Intel 18A vs. TSMC's N2
Intel's 18A (1.8 nm-class) fabrication process is one of the key features of the company's next-generation Panther Lake platform, serving as both its technological showcase and strategic milestone.
The 18A production node itself is designed to prove that Intel can not only create a compelling CPU architecture but also manufacture it internally on a technology node competitive with TSMC's best offerings. The node is also the first 1.8 nm-class (or, as Intel brands it, 2 nm-class) process to enter high-volume production anywhere in the world, preceding TSMC's N2 by weeks or even months.
18A employs Intel's RibbonFET gate-all-around transistors and PowerVia backside power delivery, two technological breakthroughs implemented simultaneously. Intel de-risked these two innovations separately in different internal nodes, but implementing them simultaneously for the first time in a production node is still a somewhat risky move intended to demonstrate that Intel can leap forward and introduce these innovations at once.
| Row 0 - Cell 0 | Intel 18A vs Intel 3 | N3P vs N3E | N2 vs N3E | N2P vs N3E | N2P vs N2 | A16 vs N2P | N2X vs N2P | A14 vs N2 | A14 SPR vs N2 |
Power | -25% | -5% ~ -10% | -25% ~ -30% | -36% | -5% ~ -10% | -15% ~ -20% | lower | -25% ~ -30% | lower |
Performance | 15% | 5% | 10% - 15% | -18% | 5% - 10% | 8% - 10% | 10% | 10% - 15% | higher |
Relative Transistor Density* | 1.3X | 1.04X | 1.15X | higher | ? | 1.07x - 1.10x | ? | 1.2x | denser |
Transistor Density | 238 MTr/mm^2 (HD)** | 180 - 220 MTr/mm^2*** | 313 MTr/mm^2 (HD)** | higher | higher | ? | ? | ? | very high |
Transistor Type | GAA | FinFET | GAA | GAA | GAA | GAA | GAA | 2nd Gen GAA | 2nd Gen GAA |
Power Delivery | PowerVia BSPDN | SHDMIM | Front-side w/ SHPMIM | Front-side w/ SHPMIM | Front-side w/ SHPMIM | SPR | Front-side w/ SHPMIM (?) | Front-side w/ SHPMIM (?) | SPR |
HVM | Q4 2025 | Q4 2024 | Q4 2025 | H2 2026 | H2 2026 | H2 2026 | 2027 | 2028 | 2029 |
*Chip density published by TSMC reflects 'mixed' chip density consisting of 50% logic, 30% SRAM, and 20% analog.

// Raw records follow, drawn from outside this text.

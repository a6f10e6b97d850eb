//! Type-level proof that an error was emitted.

use std::fmt;

/// Proof that at least one error diagnostic was emitted.
///
/// Only [`DiagnosticQueue`](crate::DiagnosticQueue) constructs this, so a
/// function returning `ErrorGuaranteed` cannot fail silently.
#[derive(Copy, Clone, Eq, PartialEq, Hash, Debug)]
pub struct ErrorGuaranteed(());

impl ErrorGuaranteed {
    pub(crate) fn new() -> Self {
        ErrorGuaranteed(())
    }

    /// Create from an error count, returning `None` when no errors exist.
    pub fn from_error_count(count: usize) -> Option<Self> {
        (count > 0).then(Self::new)
    }
}

impl fmt::Display for ErrorGuaranteed {
    fn fmt(&self, f: &mut fmt::Formatter<'_>) -> fmt::Result {
        write!(f, "error(s) emitted")
    }
}

#[cfg(test)]
mod tests;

**According to TechInsights.
*** According to WikiChip.
Analysts believe that Intel's 18A will lead the industry in terms of performance and power efficiency. However, TSMC's N2 is projected to offer considerably higher high-density (HD) standard-cell transistor density (313 MTr/mm^2) compared to Intel's 18A (238 MTr/mm^2), according to reports.

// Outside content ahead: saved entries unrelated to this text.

//! Interned string identifier.

use std::fmt;

/// Interned string identifier.
///
/// A plain index into the owning [`StringInterner`](crate::StringInterner).
/// Two names from the same interner are equal exactly when their strings are.
#[derive(Copy, Clone, Eq, PartialEq, Ord, PartialOrd, Hash)]
#[cfg_attr(feature = "serde", derive(serde::Serialize, serde::Deserialize))]
#[repr(transparent)]
pub struct Name(u32);

impl Name {
    /// Pre-interned empty string.
    pub const EMPTY: Name = Name(0);

    /// Create from raw u32 value.
    #[inline]
    pub const fn from_raw(raw: u32) -> Self {
        Name(raw)
    }

    /// Get raw u32 value.
    #[inline]
    pub const fn raw(self) -> u32 {
        self.0
    }

    /// Index into the interner's string storage.
    #[inline]
    pub const fn index(self) -> usize {
        self.0 as usize
    }
}

impl fmt::Debug for Name {
    fn fmt(&self, f: &mut fmt::Formatter<'_>) -> fmt::Result {
        write!(f, "Name({})", self.0)
    }
}

impl Default for Name {
    fn default() -> Self {
        Self::EMPTY
    }
}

While most modern designs use a mix of high-density (HD), high-performance (HP), and low-power (LP) standard cells, higher HD transistor density could still mean lower per-transistor costs for the foundry. However, it is unclear whether these savings will be passed on to the company's clients.
Furthermore, it should be noted that when comparing the transistor density of Intel's 18A, which features a backside power delivery network, with TSMC's N2, which uses a traditional frontside PDN, the comparison is not entirely accurate. Intel's 18A leaves the front side almost entirely for signal interconnects and logic transistors, whereas TSMC's N2 uses plenty of transistors on the front side for power distribution (power-gating header/footer switches, ESD, MOS decaps, on-die regulators, etc.). As a result, 18A's and N2's effective transistor densities could be very close.
However, flipping the wafer and producing a power delivery network on the backside costs money, so Intel's 18A is likely a more expensive process technology to fabricate than TSMC's N2, which will not be a problem for premium products, though.
While 18A looks good in general on paper, the competitiveness of Intel's Core Ultra 3 'Panther Lake' and Xeon 6+ 'Clearwater Forest' is an important step for Intel toward regaining manufacturing credibility and attracting external foundry customers for 18A, 18A-P, and future 14A nodes.
Production slip and Intel 18A yields
Intel says Panther Lake's compute tiles on 18A 'began early production' at its development and low-volume fabs in Oregon, and 'is now ramping toward high-volume production in Arizona.' As expected, Intel first began to ramp Panther Lake manufacturing at Fab 52. Apparently, Fab 62 is still under construction and will be ramped up when demand for 18A picks up.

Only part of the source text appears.